Edith had been in the library, scouring the shelves for a book she knew was hiding somewhere on the upper levels as Mrs. Hughes had taken to occasionally reading to the young girl. Edith knew the housekeeper repositioned the book in its proper place at least an arm's length above where Edith's head came to on the shelf. She stood on a chair she'd dragged up so she could reach for the slim volume, only to discover that it was still far away from her fingertips. Biting her lip determinedly, she stretched just a little further but to no avail—until the book inexplicably flew into her hand. At nine years of age, she put it up to her imagination that such a curious thing should occur.
That same year, Edith experienced increasingly similar incidents that simultaneously frightened and thrilled her. In her favorite spot in the grassy country fields just beyond the confines of her ancestral home, she somehow was able to summon little birds to her without consciously trying. Flowers bloomed in her hand, but faster than any normal growth. Because she spent most of her time alone, Sybil and Mary got on far better together than if Edith also accompanied them, Edith was unaware that these behaviors would be alarming to anyone else.
One day during a session with Mrs. Hughes in the library, Edith begged her for one more story from a hefty collection of fairy tales. The housekeeper's soothing voice was such a comfort to little Edith, and in those peaceful moments, she likened Mrs. Hughes to something of a fairy godmother from the very tales she wove. At Edith's polite but insistent pleading, the housekeeper agreed with a fond smile to read one final story for the afternoon.
A split second of carelessness that was a result of particularly industrious work in the kitchens that morning led Mrs. Hughes to drop the heavy volume with a soft cry. Edith's eyes snapped to the book and instinctively she willed it not to hit Mrs. Hughes's foot. The book froze in midair, hovering just above the housekeeper's knees.
The expression of utter astonishment on Mrs. Hughes' face would be forever imprinted in Edith's memory. When she was older, Edith would reflect that Mrs. Hughes probably said something to her mama in reference to that moment. For on her eleventh birthday, Edith overheard her mama and papa having a distinctly earnest conversation that became rather like an argument. Words like disappointment and unnatural filtered through the slightly open door. The undertone of her parents' fear pierced little Edith's heart and caused her to wonder what was truly wrong with her. Those moments in the library, in the meadows outside Downton, with Mrs. Hughes that day—there must be something terribly wrong with her!
She lived in perpetual fear that she'd be sent away far from the only family she'd ever had.
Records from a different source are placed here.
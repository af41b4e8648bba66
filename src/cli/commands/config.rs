use crate::cli::core::{CommandResult, ShellContext};
use crate::cli::output;
use crate::cli::registry::CommandEntry;
use crate::config::Config;

use super::usage_error;

const CONFIG_USAGE: &str = "config [show | set <key> <value>]";

pub(crate) fn definitions() -> Vec<CommandEntry> {
    vec![
        CommandEntry::new(
            "config",
            "Show or change saved preferences",
            CONFIG_USAGE,
            cmd_config,
        ),
        CommandEntry::new(
            "name",
            "Show or change the name used in greetings",
            "name [new name]",
            cmd_name,
        ),
    ]
}

fn cmd_config(context: &mut ShellContext, args: &[&str]) -> CommandResult {
    match args {
        [] | ["show"] => {
            output::section("Configuration");
            output::print_two_column(&context.config.entries());
            output::hint(format!("Stored at {}", context.config_manager.path().display()));
            Ok(())
        }
        ["set", key, value @ ..] if !value.is_empty() => {
            let value = value.join(" ");
            context.config.set(key, &value)?;
            context.persist_config()?;
            if *key == "user_name" {
                context.user_name = context.config.user_name.clone();
            }
            output::success(format!("`{}` set to `{}`.", key, value));
            Ok(())
        }
        ["set", ..] => {
            output::hint(format!("Known keys: {}", Config::KEYS.join(", ")));
            Err(usage_error(CONFIG_USAGE))
        }
        _ => Err(usage_error(CONFIG_USAGE)),
    }
}

fn cmd_name(context: &mut ShellContext, args: &[&str]) -> CommandResult {
    if args.is_empty() {
        output::info(format!("Hello, {}!", context.user_name));
        return Ok(());
    }
    context.config.set("user_name", &args.join(" "))?;
    context.persist_config()?;
    context.user_name = context.config.user_name.clone();
    output::success(format!("Hello, {}!", context.user_name));
    Ok(())
}
pub mod clock;
pub mod dates;
pub mod ledger_store;
pub mod services;

pub use clock::{Clock, FixedClock, SystemClock};
pub use dates::normalize_expense_date;
pub use ledger_store::{LedgerSnapshot, LedgerStore, LedgerTotals, SharedLedgerStore};
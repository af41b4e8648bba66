#![doc(test(attr(deny(warnings))))]

//! Budget Buddy keeps a session ledger of income and categorized expenses,
//! derives running totals from it, and ships a small shell to drive it.

pub mod cli;
pub mod config;
pub mod core;
pub mod currency;
pub mod domain;
pub mod errors;
pub mod utils;

pub use crate::core::{LedgerStore, SharedLedgerStore};

use std::sync::Once;

static INIT_TRACING: Once = Once::new();

/// Initializes global tracing and emits a startup info log.
pub fn init() {
    INIT_TRACING.call_once(|| {
        utils::init_tracing();
        tracing::info!("Budget Buddy tracing initialized.");
    });
}

#[cfg(test)]
mod tests {
    #[test]
    fn init_can_run_twice() {
        super::init();
        super::init();
    }
}
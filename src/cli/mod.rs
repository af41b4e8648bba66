pub mod commands;
pub mod core;
pub mod help;
pub mod output;
pub mod registry;
mod shell;

pub use self::core::{CliError, CliMode, CommandError, ShellContext};
pub use shell::run_cli;
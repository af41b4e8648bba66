pub mod category;
pub mod common;
pub mod expense;
pub mod income;

pub use category::CategoryGroup;
pub use common::Amounted;
pub use expense::{DateInput, Expense, ExpenseKind, NewExpense};
pub use income::Income;
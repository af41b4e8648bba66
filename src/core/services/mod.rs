pub mod category_service;
pub mod summary_service;

pub use category_service::{CategoryService, ResolvedCategory};
pub use summary_service::{CategoryShare, SummaryService};

use crate::errors::BudgetError;

pub type ServiceResult<T> = Result<T, ServiceError>;

#[derive(Debug, thiserror::Error)]
pub enum ServiceError {
    #[error(transparent)]
    Core(#[from] BudgetError),
    #[error("{0}")]
    Invalid(String),
}
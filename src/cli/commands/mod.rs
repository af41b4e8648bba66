pub mod category;
pub mod config;
pub mod ledger;
pub mod reports;
pub mod system;

use crate::cli::core::CommandError;
use crate::cli::registry::{CommandEntry, CommandRegistry};
use crate::domain::ExpenseKind;

pub(crate) fn all_definitions() -> Vec<CommandEntry> {
    let mut commands = Vec::new();
    commands.extend(ledger::definitions());
    commands.extend(reports::definitions());
    commands.extend(category::definitions());
    commands.extend(config::definitions());
    commands.extend(system::definitions());
    commands
}

pub(crate) fn register_all(registry: &mut CommandRegistry) {
    for entry in all_definitions() {
        registry.register(entry);
    }
}

pub(crate) fn parse_kind(input: &str) -> Result<ExpenseKind, CommandError> {
    input
        .parse::<ExpenseKind>()
        .map_err(|err| CommandError::InvalidArguments(err.to_string()))
}

pub(crate) fn optional_kind(args: &[&str]) -> Result<Option<ExpenseKind>, CommandError> {
    args.first().map(|raw| parse_kind(raw)).transpose()
}

pub(crate) fn usage_error(usage: &str) -> CommandError {
    CommandError::InvalidArguments(format!("usage: {}", usage))
}
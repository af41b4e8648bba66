/// Compile-time build metadata produced by `build.rs`.
#[derive(Debug, Clone, Copy)]
pub struct BuildMetadata {
    pub version: &'static str,
    pub git_hash: &'static str,
    pub git_status: &'static str,
    pub timestamp: &'static str,
    pub target: &'static str,
    pub profile: &'static str,
    pub rustc: &'static str,
}

pub fn current() -> BuildMetadata {
    BuildMetadata {
        version: env!("CARGO_PKG_VERSION"),
        git_hash: option_env!("BUDGET_BUDDY_BUILD_HASH").unwrap_or("unknown"),
        git_status: option_env!("BUDGET_BUDDY_BUILD_STATUS").unwrap_or("unknown"),
        timestamp: option_env!("BUDGET_BUDDY_BUILD_TIMESTAMP").unwrap_or("unknown"),
        target: option_env!("BUDGET_BUDDY_BUILD_TARGET").unwrap_or("unknown"),
        profile: option_env!("BUDGET_BUDDY_BUILD_PROFILE").unwrap_or("unknown"),
        rustc: option_env!("BUDGET_BUDDY_BUILD_RUSTC").unwrap_or("unknown"),
    }
}

impl BuildMetadata {
    /// Rows shown by the shell's `version` command.
    pub fn rows(&self) -> Vec<(&'static str, String)> {
        vec![
            ("Version", self.version.to_string()),
            (
                "Build hash",
                format!("{} ({})", self.git_hash, self.git_status),
            ),
            ("Built at", self.timestamp.to_string()),
            ("Target", self.target.to_string()),
            ("Profile", self.profile.to_string()),
            ("Rustc", self.rustc.to_string()),
        ]
    }
}
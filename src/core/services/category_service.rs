use strsim::levenshtein;

use crate::domain::category::{self, CategoryGroup};
use crate::domain::ExpenseKind;
use crate::errors::BudgetError;

use super::{ServiceError, ServiceResult};

const MAX_SUGGESTION_DISTANCE: usize = 3;

/// A submitted category checked against the taxonomy, in canonical spelling.
#[derive(Debug, Clone, Copy, PartialEq, Eq)]
pub struct ResolvedCategory {
    pub kind: ExpenseKind,
    pub group: &'static CategoryGroup,
    pub sub_category: Option<&'static str>,
}

impl ResolvedCategory {
    pub fn category(&self) -> &'static str {
        self.group.name
    }
}

pub struct CategoryService;

impl CategoryService {
    pub fn groups(kind: ExpenseKind) -> &'static [CategoryGroup] {
        category::groups_for(kind)
    }

    /// Validates a category (and optional sub-category) for an expense of
    /// `kind`.
    ///
    /// `category` may name a group, or directly name one of the detailed
    /// options; in the latter case the owning group becomes the category and
    /// the option the sub-category.
    pub fn resolve(
        kind: ExpenseKind,
        category: &str,
        sub_category: Option<&str>,
    ) -> ServiceResult<ResolvedCategory> {
        if let Some((group_kind, group)) = category::find_group(category) {
            Self::ensure_kind(kind, group_kind, group.name)?;
            let sub_category = match sub_category {
                Some(sub) => Some(Self::resolve_option(group, sub)?),
                None => None,
            };
            return Ok(ResolvedCategory {
                kind,
                group,
                sub_category,
            });
        }

        if let Some((option_kind, group, option)) = category::group_for_option(category) {
            Self::ensure_kind(kind, option_kind, option)?;
            if let Some(sub) = sub_category {
                if !sub.trim().eq_ignore_ascii_case(option) {
                    return Err(ServiceError::Invalid(format!(
                        "`{}` is already a detailed category; drop the extra `{}`",
                        option,
                        sub.trim()
                    )));
                }
            }
            return Ok(ResolvedCategory {
                kind,
                group,
                sub_category: Some(option),
            });
        }

        let candidates = Self::groups(kind)
            .iter()
            .flat_map(|group| std::iter::once(group.name).chain(group.options.iter().copied()));
        Err(BudgetError::UnknownCategory {
            input: category.trim().to_string(),
            suggestion: closest(category, candidates).map(str::to_string),
        }
        .into())
    }

    fn resolve_option(group: &CategoryGroup, sub: &str) -> ServiceResult<&'static str> {
        if let Some(option) = group.option(sub) {
            return Ok(option);
        }
        if let Some((_, owner, option)) = category::group_for_option(sub) {
            return Err(ServiceError::Invalid(format!(
                "`{}` belongs to `{}`, not `{}`",
                option, owner.name, group.name
            )));
        }
        Err(BudgetError::UnknownCategory {
            input: sub.trim().to_string(),
            suggestion: closest(sub, group.options.iter().copied()).map(str::to_string),
        }
        .into())
    }

    fn ensure_kind(expected: ExpenseKind, actual: ExpenseKind, name: &str) -> ServiceResult<()> {
        if expected == actual {
            Ok(())
        } else {
            Err(ServiceError::Invalid(format!(
                "`{}` is a {} category, not {}",
                name, actual, expected
            )))
        }
    }
}

/// Nearest candidate by edit distance, if it is close enough to be a typo.
fn closest<'a>(input: &str, candidates: impl Iterator<Item = &'a str>) -> Option<&'a str> {
    let needle = input.trim().to_ascii_lowercase();
    candidates
        .map(|candidate| (levenshtein(&candidate.to_ascii_lowercase(), &needle), candidate))
        .filter(|(distance, _)| *distance <= MAX_SUGGESTION_DISTANCE)
        .min_by_key(|(distance, _)| *distance)
        .map(|(_, candidate)| candidate)
}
When her mama and papa sat her down in the very library where all those things occurred, she couldn't say she was very shocked.
They wanted to send her to school in Scotland, to a school where she'd be educated with similar girls—and even boys—to help her with her 'abilities' or that was how her parents phrased it anyway.
Edith was equally confused and frightened. She was still convinced something was wrong with her, or her parents wouldn't be sending her to live away in a place where she had only one relation with whom she wasn't too familiar. She then asked why Mary and Sybil were not to join her. According to Mama, the school only admitted students with the requisite aptitude for their curriculum. She hardly knew what that meant, other than that she would only return home to Downton for holidays and the summer season.
And so from ages eleven to twenty one, Lady Edith Crawley set off to discover that not only was she a daughter of old English aristocracy but also the only member of her immediate family who was in fact, a witch.